Filtering: Include or Exclude Specific Items

The filter section lets you narrow or exclude specific items within your selected campaigns:
ModeBehavior
IncludeOverrides the campaign selection scope. Even if you have 100 campaigns selected, the rule will only act on the specific items you list here.
ExcludeThe rule applies to everything across all selected campaigns, except the items you list. Use this to protect specific ads (e.g., those with “DO NOT TOUCH” in the name) while automating everything else.
You can populate either list by searching for specific items manually, or by using bulk filtering to select all items matching a naming pattern at once.

Select Campaigns

Every rule — regardless of whether it acts on ads, adsets, or campaigns — requires you to specify which campaigns it monitors. The rule evaluates entities within those campaigns only.
  • Manual Selection — Search for specific campaigns and check them one by one.
  • Smart Filtering — Use the filter sidebar to auto-select all campaigns matching a naming pattern (e.g., all campaigns containing “US_2026”).
Standard Rules: don’t forget new campaigns. A campaign not in this list is completely invisible to the rule. Every time you launch a new campaign with a Standard Rule, you must come back and add it here. This is the key reason to prefer Global Rules for broad automations.
If you are creating a Global Rule, this section asks you to select Ad Accounts instead of individual campaigns.

6. Scheduling & Frequency

This setting controls how often TheOptimizer evaluates your conditions and potentially fires the rule.
Rules Scheduling
FrequencyBest For
Every 10 min – Every 1 HourStop-loss rules where you need to react quickly to bad performance.
As Soon as Conditions Are MetTime-sensitive actions.

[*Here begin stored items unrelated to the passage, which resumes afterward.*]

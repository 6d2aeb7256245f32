use crate::transport::http::types::{ApiResponse, AppState};
use axum::extract::State;
use axum::http::StatusCode;
use axum::response::IntoResponse;
use axum::Json;

#[utoipa::path(
    get,
    path = "/health",
    responses(
        (status = 200, description = "Service is healthy (store reachable)", body = ApiResponse),
        (status = 503, description = "Service is unhealthy (store unreachable)", body = ApiResponse)
    )
)]
pub async fn healthcheck_handler(State(state): State<AppState>) -> impl IntoResponse {
    let backend = state.service.backend_name();
    match state.service.ping().await {
        Ok(()) => (
            StatusCode::OK,
            Json(ApiResponse {
                success: true,
                data: Some(serde_json::json!({ "status": "ok", "backend": backend })),
                error: None,
            }),
        )
            .into_response(),
        Err(e) => (
            StatusCode::SERVICE_UNAVAILABLE,
            Json(ApiResponse {
                success: false,
                data: Some(serde_json::json!({ "status": "unhealthy", "backend": backend })),
                error: Some(format!("Store ping failed: {}", e)),
            }),
        )
            .into_response(),
    }
}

The system continuously checks and fires the moment all conditions become true.
Once Daily / Daily at Specific TimeBudget resets or full-day performance reviews. You can set the exact time (e.g., 8:00am UTC).
WeeklyRules that only need to run once a week — e.g., reviewing and adjusting budgets every Monday morning.
If your rule includes an Hour of Day condition, set the frequency to Every 1 Hour. Running it every 10 minutes is redundant — the rule won’t act outside the specified hours regardless — and it clutters your execution logs.

7. Notifications & Alerts

The final step controls whether the rule acts, notifies you, or both.

Execution Modes

ModeDescription
Execute & AlertThe rule makes the change and sends you a notification listing all items that triggered it.
ExecuteThe rule makes the change silently. No notification is sent. Use for well-established automations you trust completely.
Alert OnlySends a notification but makes no changes whatsoever. The rule becomes a monitoring and alerting tool.
Building a pure monitoring rule: You can turn any rule type into a monitoring-only rule by selecting Alert Only. The rule type itself doesn’t matter — what matters is the level (campaign, ad, adset) and the conditions. Create a “Pause Ads” rule, define your conditions, set it to Alert Only, and you’ll be notified when matches occur without anything actually being paused.

Notification Channels

Notifications can be sent via Email, Slack, or Telegram. You can configure multiple accounts for each — for example, alert multiple Slack channels or multiple team members by email simultaneously. To configure channels, go to Profile icon → Settings → Notifications tab. Channels must be set up there before they can be selected inside a rule.

Run on Paused Campaigns

By default, rules only evaluate entities within active campaigns. Paused campaigns are completely invisible to the rule — this is intentional, as in most cases you don’t want automations touching campaigns you’ve deliberately stopped. Toggle Run on Paused Campaigns to ON only when you specifically need a rule to monitor paused entities — for example, a rule that reactivates an ad if late conversions arrive after it was paused.